Montagner Isabella Monia, Merlo Anna, Carpanese Debora, Zuccolotto Gaia, Renier Davide, Campisi Monica, Pasut Gianfranco, Zanovello Paola, Rosato Antonio
Veneto Institute of Oncology IOV - IRCCS, Padua, Italy.
Department of Surgery, Oncology and Gastroenterology, University of Padua, Padua, Italy.
Oncoscience. 2015 Mar 23;2(4):373-81. doi: 10.18632/oncoscience.150. eCollection 2015.

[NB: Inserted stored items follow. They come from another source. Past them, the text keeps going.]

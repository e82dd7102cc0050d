// SPDX-License-Identifier: MIT OR Apache-2.0
//! Curve cleaning pass combining redundant key removal and tangent cleaning.

use crate::curve::KeyframeCurve;
use crate::error::Result;
use crate::keyframe::TangentType;
use crate::reduce::remove_redundant_keys;
use crate::tangents::clean_tangents;
use serde::{Deserialize, Serialize};
use std::fmt;
use std::ops::AddAssign;

/// Tangent type for the first and last keys of a cleaned curve
#[derive(Debug, Clone, Copy, PartialEq, Eq, Hash, Serialize, Deserialize)]
#[derive(Default)]
pub enum BoundaryTangent {
    /// Spline tangents
    #[default]
    Spline,
    /// Flat tangents
    Flat,
}

impl BoundaryTangent {
    /// Get the keyframe tangent type
    pub fn tangent_type(&self) -> TangentType {
        match self {
            Self::Spline => TangentType::Spline,
            Self::Flat => TangentType::Flat,
        }
    }
}

/// Cleaning parameters
#[derive(Debug, Clone, Copy, PartialEq, Serialize, Deserialize)]
pub struct CleanOptions {
    /// Run the tangent cleaner
    pub clean_tangents: bool,
    /// Run the redundant key reducer first
    pub remove_redundant_keys: bool,
    /// Tangent type for the first and last keys
    pub boundary_tangent: BoundaryTangent,
    /// Softness applied to splines next to peaks, in `[0, 1]`
    pub smoothness: f64,
    /// Soften every spline, not only those next to peaks
    pub smooth_all_splines: bool,
    /// Scale applied to recomputed tangent weights
    pub weight_factor: f64,
}

impl Default for CleanOptions {
    fn default() -> Self {
        Self {
            clean_tangents: true,
            remove_redundant_keys: false,
            boundary_tangent: BoundaryTangent::Spline,
            smoothness: 0.0,
            smooth_all_splines: false,
            weight_factor: 1.0 / 3.0,
        }
    }
}

impl CleanOptions {
    /// Options with tangent cleaning turned on when neither pass is requested
    pub fn normalized(mut self) -> Self {
        if !self.clean_tangents && !self.remove_redundant_keys {
            self.clean_tangents = true;
        }
        self
    }
}

/// Counts gathered by a cleaning pass
#[derive(Debug, Clone, Copy, PartialEq, Eq, Default, Serialize, Deserialize)]
pub struct CleaningReport {
    /// Curves visited
    pub curves_visited: usize,
    /// Redundant keys removed
    pub keys_removed: usize,
    /// Curves whose tangents were cleaned
    pub curves_cleaned: usize,
}

impl AddAssign for CleaningReport {
    fn add_assign(&mut self, other: Self) {
        self.curves_visited += other.curves_visited;
        self.keys_removed += other.keys_removed;
        self.curves_cleaned += other.curves_cleaned;
    }
}

impl fmt::Display for CleaningReport {
    fn fmt(&self, f: &mut fmt::Formatter<'_>) -> fmt::Result {
        write!(
            f,
            "{} curves visited, {} keys removed, {} curves cleaned",
            self.curves_visited, self.keys_removed, self.curves_cleaned
        )
    }
}

/// Clean one curve.
///
/// Redundant keys are removed before tangents are cleaned.
pub fn clean_curve(curve: &mut KeyframeCurve, options: &CleanOptions) -> Result<CleaningReport> {
    let options = options.normalized();
    let mut report = CleaningReport {
        curves_visited: 1,
        ..CleaningReport::default()
    };

    if options.remove_redundant_keys {
        report.keys_removed = remove_redundant_keys(curve)?;
    }
    if options.clean_tangents && clean_tangents(curve, &options)? {
        report.curves_cleaned = 1;
    }

    tracing::debug!(curve = %curve.name, %report, "Cleaned curve");
    Ok(report)
}

#[cfg(test)]
mod tests {
    use super::*;
    use crate::curve::CurveKind;

    #[test]
    fn test_normalized_defaults_to_tangents() {
        let options = CleanOptions {
            clean_tangents: false,
            remove_redundant_keys: false,
            ..CleanOptions::default()
        }
        .normalized();
        assert!(options.clean_tangents);

        let options = CleanOptions {
            clean_tangents: false,
            remove_redundant_keys: true,
            ..CleanOptions::default()
        }
        .normalized();
        assert!(!options.clean_tangents);
    }

    #[test]
    fn test_clean_curve_report() {
        let mut curve = KeyframeCurve::from_points(
            "translateY",
            CurveKind::Scalar,
            &[(0.0, 0.0), (5.0, 5.0), (10.0, 5.0), (15.0, 5.0), (20.0, 0.0)],
        )
        .unwrap();
        let options = CleanOptions {
            remove_redundant_keys: true,
            ..CleanOptions::default()
        };

        let report = clean_curve(&mut curve, &options).unwrap();
        assert_eq!(report.keys_removed, 1);
        assert_eq!(report.curves_cleaned, 1);
        assert_eq!(curve.len(), 4);
        assert_eq!(curve.key(1).unwrap().in_tangent_type, TangentType::Flat);
    }

    #[test]
    fn test_report_add_assign() {
        let mut total = CleaningReport::default();
        total += CleaningReport {
            curves_visited: 1,
            keys_removed: 2,
            curves_cleaned: 1,
        };
        total += CleaningReport {
            curves_visited: 1,
            keys_removed: 0,
            curves_cleaned: 0,
        };
        assert_eq!(total.curves_visited, 2);
        assert_eq!(total.keys_removed, 2);
        assert_eq!(total.curves_cleaned, 1);
    }
}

Management of ovarian cancer still requires improvements in therapeutic options. A drug delivery strategy was tested that allows specific targeting of tumor cells in combination with a controlled release of a cytotoxic molecule. To this aim, the efficacy of a loco-regional intraperitoneal treatment with a bioconjugate (ONCOFID-S) derived by chemical linking of SN-38, the active metabolite of irinotecan (CPT-11), to hyaluronan was assessed in a mouse model of ovarian carcinomatosis. In vitro, the bioconjugate selectively interacted with ovarian cancer cells through the CD44 receptor, disclosed a dose-dependent tumor growth inhibition efficacy comparable to that of free SN-38 drug, and inhibited Topoisomerase I function leading to apoptosis by a mechanism involving caspase-3 and -7 activation and PARP cleavage. In vivo, the intraperitoneal administration of ONCOFID-S in tumor-bearing mice did not induce inflammation, and evidenced an improved therapeutic efficacy compared with CPT-11. In conclusion, SN-38 conjugation to hyaluronan significantly improved the profile of in vivo tolerability and widened the field of application of irinotecan. Therefore, this approach can be envisaged as a promising therapeutic strategy for loco-regional treatment of ovarian cancer.
卵巢癌的治疗仍需改进治疗方案。一种药物递送策略经过测试,该策略可实现肿瘤细胞的特异性靶向,并结合细胞毒性分子的控释。为此,在卵巢癌腹膜转移小鼠模型中评估了一种生物共轭物(ONCOFID-S)的局部区域腹腔内治疗效果,该生物共轭物由伊立替康(CPT-11)的活性代谢产物SN-38与透明质酸化学连接而成。在体外,该生物共轭物通过CD44受体与卵巢癌细胞选择性相互作用,显示出与游离SN-38药物相当的剂量依赖性肿瘤生长抑制效果,并通过涉及半胱天冬酶-3和-7激活以及PARP裂解的机制抑制拓扑异构酶I功能,导致细胞凋亡。在体内,向荷瘤小鼠腹腔内注射ONCOFID-S未引发炎症,且与CPT-11相比,显示出更高的治疗效果。总之,SN-38与透明质酸的共轭显著改善了体内耐受性,并拓宽了伊立替康的应用范围。因此,这种方法可被视为一种有前景的卵巢癌局部区域治疗策略。